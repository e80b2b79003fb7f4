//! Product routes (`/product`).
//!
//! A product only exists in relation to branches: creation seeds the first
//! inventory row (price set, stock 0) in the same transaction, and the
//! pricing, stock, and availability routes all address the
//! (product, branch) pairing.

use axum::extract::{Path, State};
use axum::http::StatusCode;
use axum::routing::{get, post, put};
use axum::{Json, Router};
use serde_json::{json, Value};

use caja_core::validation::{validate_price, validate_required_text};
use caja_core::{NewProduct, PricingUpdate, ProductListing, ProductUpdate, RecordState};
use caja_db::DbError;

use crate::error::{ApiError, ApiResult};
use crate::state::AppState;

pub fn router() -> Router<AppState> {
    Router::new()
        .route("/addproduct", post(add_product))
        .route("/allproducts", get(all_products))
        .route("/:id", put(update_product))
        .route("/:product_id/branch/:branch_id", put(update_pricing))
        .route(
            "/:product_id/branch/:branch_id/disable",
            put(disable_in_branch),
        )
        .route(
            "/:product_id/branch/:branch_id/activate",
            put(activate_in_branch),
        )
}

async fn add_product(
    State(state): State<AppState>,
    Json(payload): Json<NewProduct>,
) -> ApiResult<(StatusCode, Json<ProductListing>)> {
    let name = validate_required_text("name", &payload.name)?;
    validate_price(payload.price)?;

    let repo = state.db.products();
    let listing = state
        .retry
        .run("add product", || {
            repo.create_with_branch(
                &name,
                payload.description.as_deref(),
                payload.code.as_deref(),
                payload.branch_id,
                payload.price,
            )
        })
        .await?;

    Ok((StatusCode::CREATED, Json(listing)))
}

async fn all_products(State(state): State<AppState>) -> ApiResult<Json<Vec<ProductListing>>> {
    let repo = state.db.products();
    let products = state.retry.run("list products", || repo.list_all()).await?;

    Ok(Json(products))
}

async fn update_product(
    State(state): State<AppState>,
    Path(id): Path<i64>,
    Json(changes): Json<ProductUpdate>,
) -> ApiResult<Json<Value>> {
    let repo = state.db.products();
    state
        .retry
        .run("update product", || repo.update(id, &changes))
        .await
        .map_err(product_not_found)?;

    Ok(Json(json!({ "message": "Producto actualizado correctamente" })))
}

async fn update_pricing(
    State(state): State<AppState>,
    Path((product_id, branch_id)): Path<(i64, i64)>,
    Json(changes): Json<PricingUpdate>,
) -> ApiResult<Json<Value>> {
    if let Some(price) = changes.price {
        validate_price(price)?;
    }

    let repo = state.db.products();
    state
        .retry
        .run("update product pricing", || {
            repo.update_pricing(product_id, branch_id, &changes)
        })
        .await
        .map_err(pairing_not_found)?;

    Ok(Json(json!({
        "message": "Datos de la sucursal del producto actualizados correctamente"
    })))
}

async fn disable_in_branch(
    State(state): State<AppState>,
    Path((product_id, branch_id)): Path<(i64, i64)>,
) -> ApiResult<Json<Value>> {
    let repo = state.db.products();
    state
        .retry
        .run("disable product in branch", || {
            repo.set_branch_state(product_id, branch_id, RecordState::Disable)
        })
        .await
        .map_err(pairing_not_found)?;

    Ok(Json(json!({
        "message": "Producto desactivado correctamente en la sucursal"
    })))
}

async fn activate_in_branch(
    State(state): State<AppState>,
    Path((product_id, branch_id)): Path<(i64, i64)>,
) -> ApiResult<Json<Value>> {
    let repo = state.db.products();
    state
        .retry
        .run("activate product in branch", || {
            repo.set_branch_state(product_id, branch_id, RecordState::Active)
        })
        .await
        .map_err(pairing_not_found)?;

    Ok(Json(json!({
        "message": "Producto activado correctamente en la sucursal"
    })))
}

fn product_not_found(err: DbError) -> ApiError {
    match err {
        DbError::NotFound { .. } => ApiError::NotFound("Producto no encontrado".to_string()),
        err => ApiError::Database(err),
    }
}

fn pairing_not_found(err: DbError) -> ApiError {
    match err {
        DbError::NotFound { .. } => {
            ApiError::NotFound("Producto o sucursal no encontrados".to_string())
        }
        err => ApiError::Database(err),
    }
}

● ● ● ● ●

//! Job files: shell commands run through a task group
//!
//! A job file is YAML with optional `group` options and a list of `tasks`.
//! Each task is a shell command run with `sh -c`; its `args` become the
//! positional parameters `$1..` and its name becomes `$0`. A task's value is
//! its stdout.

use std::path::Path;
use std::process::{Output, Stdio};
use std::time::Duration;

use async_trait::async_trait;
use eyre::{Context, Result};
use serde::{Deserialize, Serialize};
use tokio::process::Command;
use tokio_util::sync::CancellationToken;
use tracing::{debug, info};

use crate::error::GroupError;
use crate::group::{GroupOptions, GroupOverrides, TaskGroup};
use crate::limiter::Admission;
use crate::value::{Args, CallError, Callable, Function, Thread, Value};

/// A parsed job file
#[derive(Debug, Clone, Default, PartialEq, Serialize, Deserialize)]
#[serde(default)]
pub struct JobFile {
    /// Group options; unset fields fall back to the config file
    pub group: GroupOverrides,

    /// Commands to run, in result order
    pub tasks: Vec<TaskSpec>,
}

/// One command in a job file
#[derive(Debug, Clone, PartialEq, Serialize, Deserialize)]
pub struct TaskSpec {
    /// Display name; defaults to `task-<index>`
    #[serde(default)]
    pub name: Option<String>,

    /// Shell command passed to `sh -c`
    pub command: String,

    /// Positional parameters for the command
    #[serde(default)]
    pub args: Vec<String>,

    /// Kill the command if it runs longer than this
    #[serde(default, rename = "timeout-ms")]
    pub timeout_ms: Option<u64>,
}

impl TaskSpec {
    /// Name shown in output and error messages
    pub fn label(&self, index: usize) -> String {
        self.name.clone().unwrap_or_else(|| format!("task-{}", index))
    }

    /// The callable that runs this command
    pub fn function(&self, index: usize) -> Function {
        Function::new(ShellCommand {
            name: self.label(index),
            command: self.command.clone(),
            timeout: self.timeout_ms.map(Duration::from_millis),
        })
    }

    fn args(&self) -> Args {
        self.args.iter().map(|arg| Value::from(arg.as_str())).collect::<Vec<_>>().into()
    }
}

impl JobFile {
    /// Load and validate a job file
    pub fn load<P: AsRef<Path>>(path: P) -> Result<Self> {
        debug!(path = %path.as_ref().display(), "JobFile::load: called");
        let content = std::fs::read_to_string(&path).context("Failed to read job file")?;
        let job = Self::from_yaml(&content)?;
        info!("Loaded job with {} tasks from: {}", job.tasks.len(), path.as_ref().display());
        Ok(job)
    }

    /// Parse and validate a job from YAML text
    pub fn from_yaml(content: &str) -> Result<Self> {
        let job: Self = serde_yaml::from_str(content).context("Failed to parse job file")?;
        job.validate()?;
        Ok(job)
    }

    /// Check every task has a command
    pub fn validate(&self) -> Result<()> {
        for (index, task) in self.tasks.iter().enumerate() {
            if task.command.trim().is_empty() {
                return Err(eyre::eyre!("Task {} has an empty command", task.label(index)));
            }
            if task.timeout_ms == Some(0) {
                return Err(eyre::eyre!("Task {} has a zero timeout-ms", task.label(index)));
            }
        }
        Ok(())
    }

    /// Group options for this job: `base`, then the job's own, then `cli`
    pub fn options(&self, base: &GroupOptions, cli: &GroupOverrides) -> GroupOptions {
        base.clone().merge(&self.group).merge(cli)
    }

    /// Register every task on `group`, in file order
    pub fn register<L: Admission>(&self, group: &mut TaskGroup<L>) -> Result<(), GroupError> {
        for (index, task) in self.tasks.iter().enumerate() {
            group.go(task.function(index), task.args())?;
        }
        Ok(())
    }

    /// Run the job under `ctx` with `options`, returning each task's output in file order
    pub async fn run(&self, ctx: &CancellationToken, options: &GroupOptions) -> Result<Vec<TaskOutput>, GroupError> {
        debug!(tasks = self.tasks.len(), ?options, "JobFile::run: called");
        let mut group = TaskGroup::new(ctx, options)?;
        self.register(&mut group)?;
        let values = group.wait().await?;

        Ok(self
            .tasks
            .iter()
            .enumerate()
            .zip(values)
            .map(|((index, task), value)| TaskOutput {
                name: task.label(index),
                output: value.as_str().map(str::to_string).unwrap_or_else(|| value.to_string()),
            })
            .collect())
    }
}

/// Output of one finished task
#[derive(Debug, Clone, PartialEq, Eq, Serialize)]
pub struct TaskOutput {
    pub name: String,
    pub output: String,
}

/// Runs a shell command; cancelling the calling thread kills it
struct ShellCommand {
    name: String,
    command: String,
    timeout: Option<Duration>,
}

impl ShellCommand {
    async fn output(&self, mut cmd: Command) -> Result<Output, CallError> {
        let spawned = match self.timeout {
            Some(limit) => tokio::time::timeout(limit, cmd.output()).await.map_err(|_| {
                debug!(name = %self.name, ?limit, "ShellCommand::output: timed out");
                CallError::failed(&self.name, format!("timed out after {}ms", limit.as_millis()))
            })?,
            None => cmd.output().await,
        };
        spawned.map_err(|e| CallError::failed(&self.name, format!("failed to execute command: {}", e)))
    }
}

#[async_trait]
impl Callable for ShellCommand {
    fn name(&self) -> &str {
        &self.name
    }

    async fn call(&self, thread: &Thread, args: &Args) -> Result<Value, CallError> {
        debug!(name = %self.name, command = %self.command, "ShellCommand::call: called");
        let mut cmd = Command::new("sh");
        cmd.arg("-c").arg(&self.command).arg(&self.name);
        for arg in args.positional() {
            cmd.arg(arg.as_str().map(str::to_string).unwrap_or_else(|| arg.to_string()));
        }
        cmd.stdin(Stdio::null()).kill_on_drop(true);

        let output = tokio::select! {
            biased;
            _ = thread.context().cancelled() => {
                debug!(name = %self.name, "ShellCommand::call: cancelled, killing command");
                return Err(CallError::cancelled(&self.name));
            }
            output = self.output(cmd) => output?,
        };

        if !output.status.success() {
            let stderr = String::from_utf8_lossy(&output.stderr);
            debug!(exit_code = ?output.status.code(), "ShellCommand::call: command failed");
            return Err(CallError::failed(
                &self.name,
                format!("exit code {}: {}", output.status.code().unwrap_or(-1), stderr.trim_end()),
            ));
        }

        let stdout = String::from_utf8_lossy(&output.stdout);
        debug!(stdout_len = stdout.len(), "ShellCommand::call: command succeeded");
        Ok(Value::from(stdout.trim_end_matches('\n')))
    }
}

● ● ● ● ●

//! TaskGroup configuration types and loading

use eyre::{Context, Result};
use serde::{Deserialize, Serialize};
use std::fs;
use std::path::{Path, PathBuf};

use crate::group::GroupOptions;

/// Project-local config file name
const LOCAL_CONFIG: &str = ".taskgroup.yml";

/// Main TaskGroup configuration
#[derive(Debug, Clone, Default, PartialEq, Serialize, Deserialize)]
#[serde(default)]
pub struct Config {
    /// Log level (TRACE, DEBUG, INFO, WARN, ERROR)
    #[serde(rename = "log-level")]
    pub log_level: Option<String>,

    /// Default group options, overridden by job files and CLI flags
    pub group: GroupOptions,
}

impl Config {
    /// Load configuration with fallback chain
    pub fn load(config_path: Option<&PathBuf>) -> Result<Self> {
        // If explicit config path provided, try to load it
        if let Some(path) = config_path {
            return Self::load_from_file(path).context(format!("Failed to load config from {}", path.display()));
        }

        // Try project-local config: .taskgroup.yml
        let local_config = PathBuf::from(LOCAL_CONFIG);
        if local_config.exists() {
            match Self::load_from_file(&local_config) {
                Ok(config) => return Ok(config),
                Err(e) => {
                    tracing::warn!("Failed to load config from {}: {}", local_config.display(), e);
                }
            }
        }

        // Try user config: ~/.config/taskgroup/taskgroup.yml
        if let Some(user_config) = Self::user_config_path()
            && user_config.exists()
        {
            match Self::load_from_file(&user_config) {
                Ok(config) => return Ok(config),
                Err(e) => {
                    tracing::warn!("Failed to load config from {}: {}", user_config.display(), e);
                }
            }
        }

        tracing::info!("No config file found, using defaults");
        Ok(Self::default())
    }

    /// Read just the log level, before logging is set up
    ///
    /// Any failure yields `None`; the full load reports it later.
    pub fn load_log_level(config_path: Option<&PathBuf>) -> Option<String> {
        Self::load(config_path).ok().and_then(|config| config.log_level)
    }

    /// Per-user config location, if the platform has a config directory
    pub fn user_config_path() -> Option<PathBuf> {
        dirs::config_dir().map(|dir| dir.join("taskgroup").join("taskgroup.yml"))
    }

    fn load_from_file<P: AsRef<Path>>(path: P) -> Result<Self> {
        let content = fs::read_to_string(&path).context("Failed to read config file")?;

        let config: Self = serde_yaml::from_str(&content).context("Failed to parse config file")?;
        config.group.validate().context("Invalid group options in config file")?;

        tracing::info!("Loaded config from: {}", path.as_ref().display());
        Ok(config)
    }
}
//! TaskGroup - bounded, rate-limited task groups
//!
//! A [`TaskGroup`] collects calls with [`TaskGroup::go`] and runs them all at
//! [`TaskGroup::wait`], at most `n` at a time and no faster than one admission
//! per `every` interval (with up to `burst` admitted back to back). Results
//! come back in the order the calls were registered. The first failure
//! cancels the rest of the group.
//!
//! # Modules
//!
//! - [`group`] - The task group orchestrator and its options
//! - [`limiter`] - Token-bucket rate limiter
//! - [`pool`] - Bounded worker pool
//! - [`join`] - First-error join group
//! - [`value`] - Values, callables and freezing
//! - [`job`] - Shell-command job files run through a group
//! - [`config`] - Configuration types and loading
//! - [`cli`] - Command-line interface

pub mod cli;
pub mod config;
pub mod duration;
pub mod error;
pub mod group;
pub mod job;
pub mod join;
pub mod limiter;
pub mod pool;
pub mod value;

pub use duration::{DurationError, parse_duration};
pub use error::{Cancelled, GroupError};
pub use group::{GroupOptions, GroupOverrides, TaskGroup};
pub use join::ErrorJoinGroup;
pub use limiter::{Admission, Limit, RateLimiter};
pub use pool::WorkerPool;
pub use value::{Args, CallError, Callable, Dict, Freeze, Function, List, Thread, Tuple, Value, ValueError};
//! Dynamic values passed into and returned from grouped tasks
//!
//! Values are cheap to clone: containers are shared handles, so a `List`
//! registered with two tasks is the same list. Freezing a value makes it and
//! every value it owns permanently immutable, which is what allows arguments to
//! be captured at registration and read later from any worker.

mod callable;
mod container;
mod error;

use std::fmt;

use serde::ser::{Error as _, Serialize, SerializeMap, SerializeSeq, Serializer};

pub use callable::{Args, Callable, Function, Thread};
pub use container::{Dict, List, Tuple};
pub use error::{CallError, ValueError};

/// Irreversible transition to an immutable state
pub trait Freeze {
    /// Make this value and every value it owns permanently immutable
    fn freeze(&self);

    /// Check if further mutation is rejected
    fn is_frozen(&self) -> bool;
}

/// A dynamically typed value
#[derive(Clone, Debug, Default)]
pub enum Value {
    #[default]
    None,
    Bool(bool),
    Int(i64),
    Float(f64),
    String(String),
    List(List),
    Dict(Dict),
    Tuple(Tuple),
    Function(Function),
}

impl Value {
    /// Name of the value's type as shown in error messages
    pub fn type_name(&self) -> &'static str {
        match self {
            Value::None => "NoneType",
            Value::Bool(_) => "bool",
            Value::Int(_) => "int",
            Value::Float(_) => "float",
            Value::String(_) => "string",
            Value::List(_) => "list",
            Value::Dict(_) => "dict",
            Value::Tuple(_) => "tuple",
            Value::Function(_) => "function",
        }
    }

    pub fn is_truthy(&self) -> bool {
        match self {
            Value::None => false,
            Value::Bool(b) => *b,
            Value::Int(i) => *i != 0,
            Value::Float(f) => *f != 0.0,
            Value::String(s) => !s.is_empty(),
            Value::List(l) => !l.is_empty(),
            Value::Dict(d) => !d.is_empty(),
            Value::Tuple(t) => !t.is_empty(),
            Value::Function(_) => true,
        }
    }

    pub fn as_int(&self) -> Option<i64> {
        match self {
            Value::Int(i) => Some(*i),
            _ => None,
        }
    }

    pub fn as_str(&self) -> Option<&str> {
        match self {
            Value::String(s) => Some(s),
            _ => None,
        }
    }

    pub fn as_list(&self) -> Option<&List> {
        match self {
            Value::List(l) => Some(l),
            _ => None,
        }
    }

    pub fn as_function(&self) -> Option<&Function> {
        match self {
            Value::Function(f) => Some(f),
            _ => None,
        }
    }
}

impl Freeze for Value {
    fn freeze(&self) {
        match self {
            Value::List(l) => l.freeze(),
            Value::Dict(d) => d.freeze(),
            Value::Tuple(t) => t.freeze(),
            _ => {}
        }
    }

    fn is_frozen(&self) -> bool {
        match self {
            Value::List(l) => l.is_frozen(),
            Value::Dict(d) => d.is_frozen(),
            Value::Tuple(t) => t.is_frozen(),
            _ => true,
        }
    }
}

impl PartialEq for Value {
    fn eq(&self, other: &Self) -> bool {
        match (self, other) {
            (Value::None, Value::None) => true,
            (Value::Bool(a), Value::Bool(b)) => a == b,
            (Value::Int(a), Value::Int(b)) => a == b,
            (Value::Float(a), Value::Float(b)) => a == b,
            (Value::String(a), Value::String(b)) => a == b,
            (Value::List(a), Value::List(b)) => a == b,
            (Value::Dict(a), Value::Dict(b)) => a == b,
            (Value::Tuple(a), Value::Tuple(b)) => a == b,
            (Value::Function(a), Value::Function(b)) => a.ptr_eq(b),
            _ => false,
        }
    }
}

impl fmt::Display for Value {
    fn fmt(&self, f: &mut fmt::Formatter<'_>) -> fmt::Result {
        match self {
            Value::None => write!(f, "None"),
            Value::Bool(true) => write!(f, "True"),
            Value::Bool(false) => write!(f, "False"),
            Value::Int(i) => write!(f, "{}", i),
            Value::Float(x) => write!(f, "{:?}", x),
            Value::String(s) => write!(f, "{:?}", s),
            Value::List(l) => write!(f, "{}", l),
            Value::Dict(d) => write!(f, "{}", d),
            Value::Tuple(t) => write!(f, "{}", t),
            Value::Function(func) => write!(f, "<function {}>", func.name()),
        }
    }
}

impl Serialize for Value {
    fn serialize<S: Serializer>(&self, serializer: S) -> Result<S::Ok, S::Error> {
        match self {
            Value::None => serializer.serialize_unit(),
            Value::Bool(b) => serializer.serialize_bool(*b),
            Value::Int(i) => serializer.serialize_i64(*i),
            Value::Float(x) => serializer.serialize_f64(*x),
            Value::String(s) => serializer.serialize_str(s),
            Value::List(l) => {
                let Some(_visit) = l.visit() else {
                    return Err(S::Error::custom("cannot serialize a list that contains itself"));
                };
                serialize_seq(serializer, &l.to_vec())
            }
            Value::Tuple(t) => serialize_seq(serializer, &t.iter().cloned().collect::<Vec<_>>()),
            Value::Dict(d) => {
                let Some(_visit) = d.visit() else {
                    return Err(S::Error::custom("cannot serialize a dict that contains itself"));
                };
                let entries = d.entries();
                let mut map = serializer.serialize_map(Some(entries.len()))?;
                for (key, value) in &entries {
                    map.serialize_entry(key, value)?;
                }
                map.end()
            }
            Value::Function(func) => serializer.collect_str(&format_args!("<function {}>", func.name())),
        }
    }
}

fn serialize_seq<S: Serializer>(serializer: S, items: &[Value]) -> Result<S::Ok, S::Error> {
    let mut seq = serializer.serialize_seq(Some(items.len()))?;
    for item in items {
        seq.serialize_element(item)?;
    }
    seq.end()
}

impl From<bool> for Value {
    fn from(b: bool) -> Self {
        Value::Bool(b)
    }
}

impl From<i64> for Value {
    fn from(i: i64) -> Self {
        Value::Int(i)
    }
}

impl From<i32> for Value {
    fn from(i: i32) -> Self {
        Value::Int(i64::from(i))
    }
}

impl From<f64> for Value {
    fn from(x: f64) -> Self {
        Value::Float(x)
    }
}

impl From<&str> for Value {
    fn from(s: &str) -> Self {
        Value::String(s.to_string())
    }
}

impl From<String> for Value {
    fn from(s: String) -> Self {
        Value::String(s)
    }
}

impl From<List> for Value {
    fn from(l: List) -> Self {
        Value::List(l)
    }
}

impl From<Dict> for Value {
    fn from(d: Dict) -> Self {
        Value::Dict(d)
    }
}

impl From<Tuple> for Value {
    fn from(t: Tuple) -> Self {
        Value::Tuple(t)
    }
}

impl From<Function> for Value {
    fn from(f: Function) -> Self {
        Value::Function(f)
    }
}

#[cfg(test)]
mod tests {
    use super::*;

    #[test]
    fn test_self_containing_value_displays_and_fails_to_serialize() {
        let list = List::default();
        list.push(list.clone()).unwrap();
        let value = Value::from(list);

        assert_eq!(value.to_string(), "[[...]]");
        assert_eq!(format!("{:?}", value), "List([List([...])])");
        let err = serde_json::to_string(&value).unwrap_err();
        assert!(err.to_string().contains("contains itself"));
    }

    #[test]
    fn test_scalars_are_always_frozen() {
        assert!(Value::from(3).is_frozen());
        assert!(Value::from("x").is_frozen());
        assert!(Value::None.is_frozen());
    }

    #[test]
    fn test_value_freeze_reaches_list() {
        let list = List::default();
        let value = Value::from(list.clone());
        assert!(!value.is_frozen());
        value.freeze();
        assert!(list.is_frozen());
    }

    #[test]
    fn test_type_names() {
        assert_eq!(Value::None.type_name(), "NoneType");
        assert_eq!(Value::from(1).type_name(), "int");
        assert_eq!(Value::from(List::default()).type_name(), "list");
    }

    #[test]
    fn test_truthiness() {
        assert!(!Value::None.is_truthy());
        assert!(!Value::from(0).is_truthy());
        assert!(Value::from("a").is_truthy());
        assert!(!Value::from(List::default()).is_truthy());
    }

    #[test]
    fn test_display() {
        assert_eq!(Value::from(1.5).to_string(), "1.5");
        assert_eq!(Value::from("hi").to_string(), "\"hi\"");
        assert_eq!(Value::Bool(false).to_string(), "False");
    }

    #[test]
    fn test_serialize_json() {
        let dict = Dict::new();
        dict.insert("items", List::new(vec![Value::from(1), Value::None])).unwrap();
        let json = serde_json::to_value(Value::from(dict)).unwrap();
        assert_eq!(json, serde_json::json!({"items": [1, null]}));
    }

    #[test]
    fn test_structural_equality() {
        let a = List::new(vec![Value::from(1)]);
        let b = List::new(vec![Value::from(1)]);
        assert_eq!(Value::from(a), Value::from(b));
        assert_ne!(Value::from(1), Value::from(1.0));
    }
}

● ● ● ● ●

Could you set down, exactly as written, the lines above between the one holding "fn serialize<S: Serializer>(&self, serializer: S)" and the one holding "fn from(b: bool)", inclusive, and nothing more?

    fn serialize<S: Serializer>(&self, serializer: S) -> Result<S::Ok, S::Error> {
        match self {
            Value::None => serializer.serialize_unit(),
            Value::Bool(b) => serializer.serialize_bool(*b),
            Value::Int(i) => serializer.serialize_i64(*i),
            Value::Float(x) => serializer.serialize_f64(*x),
            Value::String(s) => serializer.serialize_str(s),
            Value::List(l) => {
                let Some(_visit) = l.visit() else {
                    return Err(S::Error::custom("cannot serialize a list that contains itself"));
                };
                serialize_seq(serializer, &l.to_vec())
            }
            Value::Tuple(t) => serialize_seq(serializer, &t.iter().cloned().collect::<Vec<_>>()),
            Value::Dict(d) => {
                let Some(_visit) = d.visit() else {
                    return Err(S::Error::custom("cannot serialize a dict that contains itself"));
                };
                let entries = d.entries();
                let mut map = serializer.serialize_map(Some(entries.len()))?;
                for (key, value) in &entries {
                    map.serialize_entry(key, value)?;
                }
                map.end()
            }
            Value::Function(func) => serializer.collect_str(&format_args!("<function {}>", func.name())),
        }
    }
}

fn serialize_seq<S: Serializer>(serializer: S, items: &[Value]) -> Result<S::Ok, S::Error> {
    let mut seq = serializer.serialize_seq(Some(items.len()))?;
    for item in items {
        seq.serialize_element(item)?;
    }
    seq.end()
}

impl From<bool> for Value {
    fn from(b: bool) -> Self {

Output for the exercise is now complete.